Andoni Calderón Rehecho - 16 de Febrero de 2010 a las 09:40

"La razón de Estado, un gran concepto, una idea sublime que no siembra más que discordia y convierte a los hombres en números" (Traven, B. La nave de los muertos, p. 272)

 

Gerald Gales es un marinero cuyo barco zarpa dejándole en tierra sin ni siquiera su tarjeta de marinero; es decir, se convierte en un indocumentado, de cuya misma existencia se llegará a dudar en algún consulado. Empezará entonces un periplo kafkiano que le lleva a traspasar varias fronteras, ayudado en cada caso por la policía del país que debe abandonar (todas le recomiendan ir a Alemania, ¡la de entreguerras!) y superando, incluso, una condena a muerte.
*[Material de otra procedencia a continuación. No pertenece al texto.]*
//! Domain models and data structures for talking to an InterlockLedger node.
//!
//! This module contains all the data structures used throughout the application:
//!
//! - `config`: Client configuration assembled from the command line and environment
//! - `core`: Records, chains, keys, interlocks, documents and the other API models

mod config;
mod core;

// Re-export core types
pub use core::{
	Algorithms, AllowedReadersRecordModel, AppPermissions, AppsModel, ChainCreatedModel,
	ChainCreationModel, ChainIdModel, ChainSummaryModel, DocumentDetailsModel,
	ForceInterlockModel, HashAlgorithms, InterlockingRecordModel, JsonDocumentModel, KeyModel,
	KeyPermitModel, KeyPurpose, KeyStrength, NewRecordModel, NodeDetailsModel, OpaquePayload,
	OpaqueRecordModel, PageOf, PageOfOpaqueRecordsModel, PageRequest, ParseReferenceError,
	PeerModel, PublishedApp, RawDocumentModel, ReaderKeyModel, RecordMetadata, RecordModel,
	RecordModelAsJson, RecordType, SoftwareVersions, UniversalRecordReference,
};

// Re-export config types
pub use config::{parse_port, ClientConfig, ConfigError};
Estamos en los años posteriores a la Primera Guerra Mundial (Entonces estalló la Gran Guerra, la sangrienta danza en honor del Becerro de Oro) tras la que se dieron muchos cambios de frontera (uno de los personajes se quedará sin nacionalidad al haber nacido en un lugar que cambió de Estado y no haber rellenado la documentación oportuna en el plazo prefijado: para cada uno de los Estados implicados pertenecerá al otro) y acercándonos a una gran crisis económica mundial (el libro fue escrito en 1926) que como sabemos desembocará en la II Guerra Mundial.

A partir de determinado momento, su tranquila y vagabunda existencia cambiará totalmente porque se enrolará en el Yorikke, el barco de los muertos, donde "todo estaba pensado para hacer que la vida y el trabajo de la tripulación resultaran tan difíciles como fuera posible" sin que le obligue a ello otra cosa que la superstición (su libertad fatalizada).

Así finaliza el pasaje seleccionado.